Objectif Lune. C'est là que l'aventure exotique commence pour le bédéiste belge qui poursuivra l'exploration avec On a marché sur la Lune, 15 ans avant Apollo 11 et Spoutnik. De très nombreuses parties de ces albums, tant esthétiques et techniques que scénaristiques, s'inspirent très largement du film La Femme sur la Lune de Fritz Lang, sorti en 1929, ainsi que de Destination... Lune ! de Robert Heinlein et Chestley Bonestell (1950), et qui reçut l'Oscar des meilleurs effets visuels pour Lee Zavitz.
Pour Gérard Camy (Télérama) : « Cette Femme sur la Lune est à la fois la dernière œuvre muette de Fritz Lang et l'ultime superproduction des studios UFA avant la crise de 1929. Mais derrière l'évasion magique de la science-fiction, le film puise son originalité dans le réalisme pointilleux d'une recherche spatiale menée alors par les savants Hermannn Oberth et Fritz von Hoppel, conseillers techniques sur le film et futurs artisans de la conquête de l'espace. » Avec ses cratères obscurs, la lune avait pourtant déjà inspiré Georges Méliès qui la reproduisit avec une imagination débridée dans son Voyage dans la Lune en 1902.

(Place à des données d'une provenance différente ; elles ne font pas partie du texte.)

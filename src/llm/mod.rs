pub mod inference;
pub mod loader;
pub mod models;
pub mod prompt;
//! Instruction template and the output filter that goes with it.

pub const INSTRUCTION_TEMPLATE: &str = r#"<<INSTRUCTION>>
You are a TDD expert. Your task is to generate **exactly one** test case to verify correctness.

**Response format:**
- Start with "Test case: "
- Provide the reason after "Reason: "
- Show an example with "Example: "

**Rules:**
- Only **one** test case per response.
- Do **not** output multiple test cases.
- Do **not** include code formatting (no markdown, no JSON, no backticks).
<</INSTRUCTION>>

"#;

pub const INSTRUCTION_END: &str = "<</INSTRUCTION>>";
pub const TASK_MARKER: &str = "Task:";
pub const FIELD_LABELS: [&str; 3] = ["Test case:", "Reason:", "Example:"];
pub const FIELD_SEPARATOR: &str = " | ";

/// Template followed by whatever comes after the last `Task:` marker.
pub fn build_prompt(input_text: &str) -> String {
    let task = input_text
        .rsplit(TASK_MARKER)
        .next()
        .unwrap_or(input_text)
        .trim();
    format!("{}{}", INSTRUCTION_TEMPLATE, task)
}

/// Drops the echoed instruction block from a decoded generation.
pub fn strip_instruction_echo(decoded: &str) -> &str {
    decoded
        .rsplit(INSTRUCTION_END)
        .next()
        .unwrap_or(decoded)
        .trim()
}

/// Keeps the first three lines mentioning one of the field labels.
///
/// The model is only asked to follow the format, so the result can be
/// empty or hold the same label twice.
pub fn extract_test_case(text: &str) -> String {
    text.lines()
        .filter(|line| FIELD_LABELS.iter().any(|label| line.contains(label)))
        .map(str::trim)
        .take(FIELD_LABELS.len())
        .collect::<Vec<_>>()
        .join(FIELD_SEPARATOR)
}

/// Full post-processing applied to the decoded output of a templated prompt.
pub fn postprocess(decoded: &str) -> String {
    extract_test_case(strip_instruction_echo(decoded))
}

#[cfg(test)]
mod tests {
    use super::*;

    #[test]
    fn prompt_keeps_text_after_last_task_marker() {
        let prompt = build_prompt("ignore me Task: first Task:  add two numbers  ");
        assert!(prompt.starts_with(INSTRUCTION_TEMPLATE));
        assert!(prompt.ends_with("<</INSTRUCTION>>\n\nadd two numbers"));
    }

    #[test]
    fn prompt_without_marker_uses_whole_input() {
        assert_eq!(
            build_prompt("  reverse a string\n"),
            format!("{}reverse a string", INSTRUCTION_TEMPLATE)
        );
    }

    #[test]
    fn empty_input_yields_template_only() {
        assert_eq!(build_prompt(""), INSTRUCTION_TEMPLATE);
    }

    #[test]
    fn strips_echoed_instruction() {
        let decoded = format!("{}sum\nTest case: adds", INSTRUCTION_TEMPLATE);
        assert_eq!(strip_instruction_echo(&decoded), "sum\nTest case: adds");
        assert_eq!(strip_instruction_echo("  no echo here "), "no echo here");
    }

    #[test]
    fn keeps_at_most_three_labelled_lines() {
        let output = "\
intro
Test case: add(1, 2)
  Reason: basic addition
noise
Example: add(1, 2) == 3
Test case: add(-1, 1)
Reason: negatives";

        assert_eq!(
            extract_test_case(output),
            "Test case: add(1, 2) | Reason: basic addition | Example: add(1, 2) == 3"
        );
    }

    #[test]
    fn labels_match_anywhere_in_line() {
        let output = "1. Test case: empty list\n- Reason: edge";
        assert_eq!(
            extract_test_case(output),
            "1. Test case: empty list | - Reason: edge"
        );
    }

    #[test]
    fn unlabelled_output_filters_to_empty() {
        assert_eq!(extract_test_case("just some prose\nand more"), "");
    }

    #[test]
    fn postprocess_combines_both_steps() {
        let decoded = format!(
            "{}Task text Reason: echoed\nTest case: a\nReason: b\nExample: c\nExample: d",
            INSTRUCTION_TEMPLATE
        );
        assert_eq!(
            postprocess(&decoded),
            "Task text Reason: echoed | Test case: a | Reason: b"
        );
    }
}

Mais qui est-elle pour demeurer toujours dans l'ombre du grand Hélios ? Pour se faire violer par le genre humain tout en restant digne ? Elle est cet astre bleu qui inspire souvent les amoureux. Blue Moon chantent les troubadours, mais leur chanson n'est pas reprise authentiquement sur grand écran. La lune ne servira plus aux escapades cinématographiques, ni aux explorations fantastiques, ni même aux divagations les plus folles. Elle n'est plus que le refuge des cœurs blessés. La Lune dans le caniveau (1983), Les nuits de la pleine lune (1984) : deux œuvres de Jean-Jacques Beinex et Eric Rohmer où les dialogues, les images deviennent lumière. Et quoi de mieux qu'un Moonlighting (série télévisée en 1985) sur fond de musique d'Al Jarreau, pour propulser le cher Bruce Willis vers le rayon des stars.
Et même si par moments la lune se fait amère et crée des multitudes de Lunes de fiel à la Roman Polanski, cela ne nous empêche pas de l'aimer et de vouloir l'emprunter à notre ami Pierrot. « Cette lune trop blême qui pose un diadème sur tes cheveux roux ; cette lune trop rousse de gloire éclabousse ton jupon plein d'trous ; cette lune trop pâle qui caresse l'opale de tes yeux blasés... »
Enfin, cet astre si fier et néanmoins si doux qui inspira les pas lunaires d'un certain Bambi de la chanson et qui l'emmena droit vers le firmament.